Whenever I travel, especially when I go solo, I seem have great luck with the weather. Sunny or at least non-rainy skies appear frequently in my travel cards. However, if that is at all a thing, I could say that my luck reverses in equal measures every time I travel to a mountainous area, and this rang true when we went to Mount Hakone in Japan. We had chosen this specific mountain to visit because it was off-season for Fuji and because, if the sky is clear, you can see Mount Fuji in the distance with the beautiful Lake Ashi in the foreground. As I should have expected, this was not to be the case, as it was foggy and drizzly AF on the singular day we had allotted for our mountain adventure. But the experience wasn't entirely a disaster because this was also the day that we were able to experience a traditional ryokan. Although hiking and mountain photos didn't happen like intended, we were still able to check off wearing yukatas, eating a traditional kaiseki meal in the room, taking a dip in an onsen (with less awkwardness than anticipated!), and sleeping on tatami mats. 

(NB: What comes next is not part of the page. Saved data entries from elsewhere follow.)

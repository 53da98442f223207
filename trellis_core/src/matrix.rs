// Copyright 2026 the Trellis Authors
// SPDX-License-Identifier: Apache-2.0 OR MIT

//! Composition and decomposition of 2×3 affine matrices.
//!
//! Matrices are [`kurbo::Affine`] values with coefficients `[a, b, c, d, e, f]`
//! mapping `(x, y)` to `(a·x + c·y + e, b·x + d·y + f)`, the same layout used
//! by canvas `setTransform`.
//!
//! # Composition order
//!
//! [`compose`] builds `translate × rotate × (scale-and-flip × skewX × skewY)`.
//! Rotation therefore happens in the object's own unskewed frame. Changing the
//! order changes the visual result.
//!
//! # Decomposition bias
//!
//! A matrix with shear cannot be split into a unique skew/scale pair.
//! [`decompose`] always returns `skew_y == 0` and attributes all shear to
//! `skew_x`. A negative determinant is reported as `flip_y = true` with
//! non-negative scales; `flip_x` is never produced. Angles are in degrees.

use kurbo::{Affine, Point};

use crate::error::{Result, SceneError};
use crate::numeric;

/// Input to [`compose`] and output of [`decompose`].
///
/// Angles are in degrees.
#[derive(Clone, Copy, Debug, PartialEq)]
pub struct TransformProps {
    /// Horizontal translation.
    pub translate_x: f64,
    /// Vertical translation.
    pub translate_y: f64,
    /// Horizontal scale.
    pub scale_x: f64,
    /// Vertical scale.
    pub scale_y: f64,
    /// Horizontal shear angle.
    pub skew_x: f64,
    /// Vertical shear angle.
    pub skew_y: f64,
    /// Rotation angle, clockwise in a y-down space.
    pub angle: f64,
    /// Mirror along the vertical axis.
    pub flip_x: bool,
    /// Mirror along the horizontal axis.
    pub flip_y: bool,
}

impl TransformProps {
    /// The identity transform.
    pub const IDENTITY: Self = Self {
        translate_x: 0.0,
        translate_y: 0.0,
        scale_x: 1.0,
        scale_y: 1.0,
        skew_x: 0.0,
        skew_y: 0.0,
        angle: 0.0,
        flip_x: false,
        flip_y: false,
    };
}

impl Default for TransformProps {
    #[inline]
    fn default() -> Self {
        Self::IDENTITY
    }
}

/// Builds the pure rotation matrix for `angle` degrees.
#[must_use]
pub fn rotate_matrix(angle: f64) -> Affine {
    if angle == 0.0 {
        return Affine::IDENTITY;
    }
    let theta = numeric::to_radians(angle);
    let (cos, sin) = (numeric::cos(theta), numeric::sin(theta));
    Affine::new([cos, sin, -sin, cos, 0.0, 0.0])
}

/// Builds the scale, flip, and skew part of a transform.
///
/// Skew is applied as `scale × skewX × skewY`.
#[must_use]
pub fn dimensions_matrix(props: &TransformProps) -> Affine {
    let sx = if props.flip_x {
        -props.scale_x
    } else {
        props.scale_x
    };
    let sy = if props.flip_y {
        -props.scale_y
    } else {
        props.scale_y
    };
    let mut m = Affine::new([sx, 0.0, 0.0, sy, 0.0, 0.0]);
    if props.skew_x != 0.0 {
        let t = numeric::tan(numeric::to_radians(props.skew_x));
        m = multiply(m, Affine::new([1.0, 0.0, t, 1.0, 0.0, 0.0]));
    }
    if props.skew_y != 0.0 {
        let t = numeric::tan(numeric::to_radians(props.skew_y));
        m = multiply(m, Affine::new([1.0, t, 0.0, 1.0, 0.0, 0.0]));
    }
    m
}

/// Composes a matrix from transform properties.
#[must_use]
pub fn compose(props: &TransformProps) -> Affine {
    let mut m = Affine::new([1.0, 0.0, 0.0, 1.0, props.translate_x, props.translate_y]);
    if props.angle != 0.0 {
        m = multiply(m, rotate_matrix(props.angle));
    }
    let has_dimensions = props.scale_x != 1.0
        || props.scale_y != 1.0
        || props.skew_x != 0.0
        || props.skew_y != 0.0
        || props.flip_x
        || props.flip_y;
    if has_dimensions {
        m = multiply(m, dimensions_matrix(props));
    }
    m
}

/// Decomposes a matrix into transform properties.
///
/// See the [module docs](self) for the canonical bias applied to shear and
/// mirroring.
#[must_use]
pub fn decompose(m: Affine) -> TransformProps {
    let [a, b, c, d, e, f] = m.as_coeffs();
    let denom = a * a + b * b;
    let angle = numeric::to_degrees(numeric::atan2(b, a));
    let scale_x = numeric::sqrt(denom);
    if scale_x == 0.0 {
        // Degenerate first column: nothing sensible to recover beyond translation.
        return TransformProps {
            translate_x: e,
            translate_y: f,
            scale_x: 0.0,
            scale_y: numeric::length(c, d),
            ..TransformProps::IDENTITY
        };
    }
    let signed_scale_y = (a * d - c * b) / scale_x;
    let skew_x = numeric::to_degrees(numeric::atan2(a * c + b * d, denom));
    TransformProps {
        translate_x: e,
        translate_y: f,
        scale_x,
        scale_y: signed_scale_y.abs(),
        skew_x,
        skew_y: 0.0,
        angle,
        flip_x: false,
        flip_y: signed_scale_y < 0.0,
    }
}

/// Returns `a × b`: `b` is applied first, then `a`.
#[inline]
#[must_use]
pub fn multiply(a: Affine, b: Affine) -> Affine {
    a * b
}

/// Inverts a matrix.
///
/// # Errors
///
/// Returns [`SceneError::SingularMatrix`] when `|det| < 1e-10`.
pub fn invert(m: Affine) -> Result<Affine> {
    let [a, b, c, d, e, f] = m.as_coeffs();
    let det = a * d - b * c;
    if det.abs() < numeric::SINGULAR_EPSILON {
        return Err(SceneError::SingularMatrix { determinant: det });
    }
    let r = 1.0 / det;
    Ok(Affine::new([
        d * r,
        -b * r,
        -c * r,
        a * r,
        (c * f - d * e) * r,
        (b * e - a * f) * r,
    ]))
}

/// Applies `m` to `p`.
#[inline]
#[must_use]
pub fn transform_point(m: Affine, p: Point) -> Point {
    m * p
}

/// Returns `m` with its translation removed.
#[inline]
#[must_use]
pub fn linear_part(m: Affine) -> Affine {
    let [a, b, c, d, _, _] = m.as_coeffs();
    Affine::new([a, b, c, d, 0.0, 0.0])
}

/// Returns `true` if every coefficient of `a` is within `epsilon` of `b`.
#[must_use]
pub fn approx_eq(a: Affine, b: Affine, epsilon: f64) -> bool {
    a.as_coeffs()
        .iter()
        .zip(b.as_coeffs().iter())
        .all(|(x, y)| numeric::approx_eq(*x, *y, epsilon))
}

#[cfg(test)]
mod tests {
    use super::*;

    const EPS: f64 = 1e-6;

    fn props(angle: f64, scale_x: f64, scale_y: f64) -> TransformProps {
        TransformProps {
            translate_x: 12.5,
            translate_y: -7.0,
            scale_x,
            scale_y,
            angle,
            ..TransformProps::IDENTITY
        }
    }

    fn assert_props_close(a: &TransformProps, b: &TransformProps) {
        assert!(numeric::approx_eq(a.translate_x, b.translate_x, EPS), "{a:?} vs {b:?}");
        assert!(numeric::approx_eq(a.translate_y, b.translate_y, EPS), "{a:?} vs {b:?}");
        assert!(numeric::approx_eq(a.scale_x, b.scale_x, EPS), "{a:?} vs {b:?}");
        assert!(numeric::approx_eq(a.scale_y, b.scale_y, EPS), "{a:?} vs {b:?}");
        assert!(numeric::approx_eq(a.skew_x, b.skew_x, EPS), "{a:?} vs {b:?}");
        assert!(numeric::approx_eq(a.angle, b.angle, EPS), "{a:?} vs {b:?}");
        assert_eq!(a.flip_y, b.flip_y, "{a:?} vs {b:?}");
    }

    #[test]
    fn identity_props_compose_to_identity() {
        assert_eq!(compose(&TransformProps::IDENTITY), Affine::IDENTITY);
    }

    #[test]
    fn decompose_inverts_compose_without_skew() {
        for &(angle, sx, sy) in &[
            (0.0, 1.0, 1.0),
            (30.0, 2.0, 0.5),
            (-45.0, 1.5, 3.0),
            (90.0, 1.0, 2.0),
            (135.0, 0.25, 4.0),
            (179.0, 10.0, 0.1),
        ] {
            let p = props(angle, sx, sy);
            assert_props_close(&decompose(compose(&p)), &p);
        }
    }

    #[test]
    fn skew_x_survives_round_trip() {
        let p = TransformProps {
            skew_x: 20.0,
            ..props(15.0, 2.0, 1.5)
        };
        assert_props_close(&decompose(compose(&p)), &p);
    }

    #[test]
    fn skew_y_is_folded_into_canonical_form() {
        let p = TransformProps {
            skew_y: 25.0,
            ..props(10.0, 1.0, 1.0)
        };
        let m = compose(&p);
        let d = decompose(m);
        assert_eq!(d.skew_y, 0.0);
        // The canonical form still reproduces the same matrix.
        assert!(approx_eq(compose(&d), m, 1e-9));
    }

    #[test]
    fn negative_determinant_becomes_flip_y() {
        let p = TransformProps {
            flip_x: true,
            ..props(20.0, 2.0, 3.0)
        };
        let m = compose(&p);
        let d = decompose(m);
        assert!(d.flip_y, "mirroring must be preserved as flip_y");
        assert!(!d.flip_x);
        assert!(d.scale_x >= 0.0 && d.scale_y >= 0.0);
        assert!(approx_eq(compose(&d), m, 1e-9));
    }

    #[test]
    fn scale_rotate_flip_maps_unit_x() {
        // compose = R(90) · diag(-2, 1). (1, 0) → (-2, 0) → rotated by +90°
        // (x, y) ↦ (-y, x) gives (0, -2).
        let p = TransformProps {
            scale_x: 2.0,
            angle: 90.0,
            flip_x: true,
            ..TransformProps::IDENTITY
        };
        let q = transform_point(compose(&p), Point::new(1.0, 0.0));
        assert!(numeric::approx_eq(q.x, 0.0, EPS), "{q:?}");
        assert!(numeric::approx_eq(q.y, -2.0, EPS), "{q:?}");
    }

    #[test]
    fn rotation_coefficients_follow_canvas_layout() {
        let m = compose(&TransformProps {
            angle: 90.0,
            scale_x: 3.0,
            ..TransformProps::IDENTITY
        });
        assert_eq!(m.as_coeffs(), [0.0, 3.0, -1.0, 0.0, 0.0, 0.0]);
    }

    #[test]
    fn double_inverse_is_identity_operation() {
        let m = compose(&TransformProps {
            skew_x: 12.0,
            ..props(33.0, 1.7, 0.4)
        });
        let back = invert(invert(m).unwrap()).unwrap();
        assert!(approx_eq(back, m, 1e-9));
    }

    #[test]
    fn inverse_undoes_transform() {
        let m = compose(&props(60.0, 2.0, 3.0));
        let p = Point::new(4.0, -9.0);
        let q = transform_point(invert(m).unwrap(), transform_point(m, p));
        assert!(numeric::approx_eq(p.x, q.x, 1e-9) && numeric::approx_eq(p.y, q.y, 1e-9));
    }

    #[test]
    fn singular_matrix_is_reported() {
        let m = compose(&props(10.0, 0.0, 1.0));
        assert!(matches!(
            invert(m),
            Err(SceneError::SingularMatrix { .. })
        ));
    }

    #[test]
    fn multiply_applies_right_operand_first() {
        let t = Affine::translate((10.0, 0.0));
        let s = Affine::scale(2.0);
        let p = transform_point(multiply(t, s), Point::new(1.0, 1.0));
        assert_eq!(p, Point::new(12.0, 2.0));
    }
}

If you are anything like me and my friends, the thought of Japanese etiquette is more than a little daunting. "SO MUCH SHAME" pretty much became the motto of our trip, and after only about a dozen or so faux pas (basically, quite early on in the trip), we gave up and fully embraced our ineptitude. If possible, I would say that one of the places where we felt the most out of place would be the ryokan, where, in addition to mountains of tradition, there was a slight language barrier. The lessons that we learned that night through trial and almost-only error would be: They will not tell you when to start eating (you begin ..... when they finish setting the table?? I don't know. I don't think I'll ever know for sure.); if you are not a hot tub aficionado, you will probably only last about 15-20 minutes in the onsen, and then you will likely pass out for a while afterwards; and even if you eat as fast as you can, they will still likely be incredulous at how long it takes you to finish the meal. 

As to what exactly we ate, our server did not speak English, so your guess is almost as good as mine. 

  • I think that there are two train options to get to Hakone (we overslept and had to mad dash to the train station, so my memory may be a bit scrambled): the Shinkansen plus a transfer or the Odakyu Romance Car. Take the romance car. I'm not sure why it's called that, but I'm definitely glad that we were forced to ride it. It does run a little bit slower, but they have a snack cart that comes by, and my recommendation is to get all the snacks.  On the shinkansen, if there was a snack cart, it was always items that you could easily find at a convenience store, but the Romance car had special, seasonal sweets like a sakura popsicle and a limited edition pudding.